A day later, Murphy told MSNBC that he shares Blumenthal’s goal of a single-payer health care system but does not support a large-scale expansion of Medicare. He said he wants Americans to have a choice between their own private plans and a public option.

“I’ve introduced a different concept to allow every American to buy into Medicare and essentially allow consumers to decide whether they want private insurance or Medicare,” he said. “My belief is that given that choice, consumers would choose Medicare, and it would allow for almost a more natural transition into a single-payer system.”

Fiona Scott Morton ’89, a health economist at the School of Management, said that although Blumenthal’s bill could lead to less innovation in the long run, it may also make health care less expensive for Americans because the higher taxes required to fund it would still be lower than the premiums people currently pay for private insurance.

Still, she is concerned that such a major overhaul of the Medicare system in such short order could have economic repercussions.

According to Jacob Wallace, an assistant professor at the School of Public Health, those currently enrolled in Medicare can choose between Medicare Advantage, in which the government pays insurance companies to take care of a person, and Medicare Fee-for-Service, in which the person’s claims are paid for directly by the government.

Wallace said the plan supported by Sanders and Blumenthal would place Americans into a single plan similar to Medicare Fee-for-Service but would eliminate the choice of a private Medicare Advantage plan.

“The Medicare system is well-established, and every provider uses it and has many Medicare customers,” Morton said. “So the infrastructure is in place, and adding more people to that infrastructure is not as difficult as, for example, starting up a state exchange.”
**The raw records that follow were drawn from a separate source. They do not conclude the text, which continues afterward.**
//! Configuration commands.

use std::path::Path;

use crate::config::AgendaConfig;
use crate::error::CliResult;

/// Dump the current configuration to stdout.
pub fn dump(config: &AgendaConfig, path: &Path) -> CliResult<()> {
    println!("# config.toml ({})", path.display());
    println!("{}", config.to_toml()?);
    Ok(())
}

/// Validate the configuration, including every user's token reference.
pub fn validate(config: &AgendaConfig) -> CliResult<()> {
    config.validate()?;

    #[cfg(feature = "google")]
    if !config.users.is_empty() {
        let credentials = config.credentials()?;
        println!("Resolved tokens for {} user(s).", credentials.len());
    }

    println!("Configuration is valid.");
    Ok(())
}

/// Show the configuration file path.
pub fn path(path: &Path) -> CliResult<()> {
    println!("config: {}", path.display());
    Ok(())
}
//! JSON encoding of outcomes.
//!
//! An [`Outcome`] is what a transport hands back to the chat platform. The
//! encoding is plain JSON; size and version are checked on both sides.

use crate::MAX_MESSAGE_SIZE;
use crate::error::{ProtocolError, ProtocolResult};
use crate::types::Outcome;

/// Encodes an outcome as compact JSON.
pub fn encode_outcome(outcome: &Outcome) -> ProtocolResult<String> {
    let json = serde_json::to_string(outcome)?;
    check_size(json.len())?;
    Ok(json)
}

/// Encodes an outcome as indented JSON, for terminals.
pub fn encode_outcome_pretty(outcome: &Outcome) -> ProtocolResult<String> {
    let json = serde_json::to_string_pretty(outcome)?;
    check_size(json.len())?;
    Ok(json)
}

/// Decodes an outcome, rejecting other protocol versions.
pub fn decode_outcome(data: &str) -> ProtocolResult<Outcome> {
    if data.trim().is_empty() {
        return Err(ProtocolError::EmptyMessage);
    }
    check_size(data.len())?;

    let outcome: Outcome = serde_json::from_str(data)?;
    if !outcome.is_compatible() {
        return Err(ProtocolError::UnsupportedVersion(outcome.protocol_version));
    }
    Ok(outcome)
}

fn check_size(size: usize) -> ProtocolResult<()> {
    if size > MAX_MESSAGE_SIZE {
        return Err(ProtocolError::MessageTooLarge {
            size,
            max: MAX_MESSAGE_SIZE,
        });
    }
    Ok(())
}
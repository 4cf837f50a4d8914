//! CalendarProvider trait definition.
//!
//! A provider is the calendar collaborator behind the command pipeline. It
//! lists, inserts, patches and deletes events on behalf of a chat user.
//! Every call names the user so that one provider instance can serve many
//! users, each with their own credential.

use std::future::Future;
use std::pin::Pin;

use agenda_core::event::{
    CalendarEventRef, EventDraft, EventPatch, InsertedEvent, PatchedEvent, SearchQuery,
};

use crate::error::ProviderResult;

/// A boxed future for async trait methods.
///
/// Boxing keeps [`CalendarProvider`] object safe so the service can hold an
/// `Arc<dyn CalendarProvider>`.
pub type BoxFuture<'a, T> = Pin<Box<dyn Future<Output = T> + Send + 'a>>;

/// The calendar backend used by the command pipeline.
///
/// # Implementation Notes
///
/// - `list_events` returns events ordered by start time, with recurring
///   events expanded into instances
/// - `free_text_query` in the [`SearchQuery`] is a provider-side filter; a
///   provider without full-text search should approximate it with a
///   case-insensitive substring match on the title
/// - A user without a usable credential yields an
///   [`AuthorizationFailed`](crate::ProviderErrorCode::AuthorizationFailed) error
/// - No call is retried internally
pub trait CalendarProvider: Send + Sync {
    /// Returns the name/type of this provider (e.g., "google", "memory").
    fn name(&self) -> &str;

    /// Lists the events inside `query.window`.
    fn list_events<'a>(
        &'a self,
        user_id: &'a str,
        query: &'a SearchQuery,
    ) -> BoxFuture<'a, ProviderResult<Vec<CalendarEventRef>>>;

    /// Inserts a new event.
    fn insert_event<'a>(
        &'a self,
        user_id: &'a str,
        draft: &'a EventDraft,
    ) -> BoxFuture<'a, ProviderResult<InsertedEvent>>;

    /// Moves an event and merges the optional fields of `patch`.
    fn patch_event<'a>(
        &'a self,
        user_id: &'a str,
        event_id: &'a str,
        patch: &'a EventPatch,
    ) -> BoxFuture<'a, ProviderResult<PatchedEvent>>;

    /// Deletes an event.
    fn delete_event<'a>(
        &'a self,
        user_id: &'a str,
        event_id: &'a str,
    ) -> BoxFuture<'a, ProviderResult<()>>;
}
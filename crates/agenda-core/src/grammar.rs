//! Chat command grammar.
//!
//! Messages are classified in a fixed priority order:
//!
//! 1. `/help`, or any text containing `ayuda`, is a help request.
//! 2. `/start`, or any text containing `hola`, `inicio` or `start`, is a greeting.
//! 3. Text starting with `/` is `/<keyword> <args>`; the keyword picks the action.
//! 4. Anything else is unknown.
//!
//! The substring checks run on the whole lowercased message, so
//! `/agendar Cena hola | mañana` is a greeting rather than a create.

use std::fmt;

use serde::{Deserialize, Serialize};

/// What a chat message asks for.
#[derive(Debug, Clone, Copy, PartialEq, Eq, Hash, Serialize, Deserialize)]
#[serde(rename_all = "snake_case")]
pub enum Action {
    Create,
    Update,
    Delete,
    Check,
    Welcome,
    Help,
    Unknown,
}

impl Action {
    /// Maps a slash keyword (without the slash) to an action.
    pub fn from_keyword(keyword: &str) -> Self {
        match keyword {
            "agendar" => Self::Create,
            "modificar" => Self::Update,
            "cancelar" => Self::Delete,
            "checar" | "listar" => Self::Check,
            "help" => Self::Help,
            "start" => Self::Welcome,
            _ => Self::Unknown,
        }
    }

    pub fn as_str(&self) -> &'static str {
        match self {
            Self::Create => "create",
            Self::Update => "update",
            Self::Delete => "delete",
            Self::Check => "check",
            Self::Welcome => "welcome",
            Self::Help => "help",
            Self::Unknown => "unknown",
        }
    }

    /// Actions that go through a command strategy and may touch the calendar.
    pub fn is_calendar_action(&self) -> bool {
        matches!(self, Self::Create | Self::Update | Self::Delete | Self::Check)
    }
}

impl fmt::Display for Action {
    fn fmt(&self, f: &mut fmt::Formatter<'_>) -> fmt::Result {
        f.write_str(self.as_str())
    }
}

/// A classified chat message.
#[derive(Debug, Clone, PartialEq, Eq, Serialize, Deserialize)]
pub struct Command {
    pub action: Action,
    /// The lowercased slash keyword, when the message had one.
    pub keyword: Option<String>,
    /// Everything after the first space following the keyword, untrimmed.
    pub raw_args: String,
}

impl Command {
    /// Classifies a chat message.
    pub fn parse(message: &str) -> Self {
        let trimmed = message.trim();
        let lower = trimmed.to_lowercase();

        if lower == "/help" || lower.contains("ayuda") {
            return Self::bare(Action::Help);
        }
        if lower == "/start" || ["hola", "inicio", "start"].iter().any(|w| lower.contains(w)) {
            return Self::bare(Action::Welcome);
        }

        let Some(body) = trimmed.strip_prefix('/') else {
            return Self::bare(Action::Unknown);
        };

        let (keyword, raw_args) = match body.split_once(' ') {
            Some((keyword, rest)) => (keyword, rest),
            None => (body, ""),
        };
        let keyword = keyword.to_lowercase();

        Self {
            action: Action::from_keyword(&keyword),
            keyword: Some(keyword),
            raw_args: raw_args.to_string(),
        }
    }

    fn bare(action: Action) -> Self {
        Self {
            action,
            keyword: None,
            raw_args: String::new(),
        }
    }
}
Murphy’s approach may not lead to a single-payer health care system as quickly as Blumenthal’s. But Wallace said it is unique in that it uses an existing mechanism, Medicare, to allow people to move between public and private plans.

Still, Morton said many Americans are satisfied with their current health plans and may not want to switch to Medicare. She added that the program might expand gradually if people were given the option to buy into Medicare and “slowly migrated into the exchange.”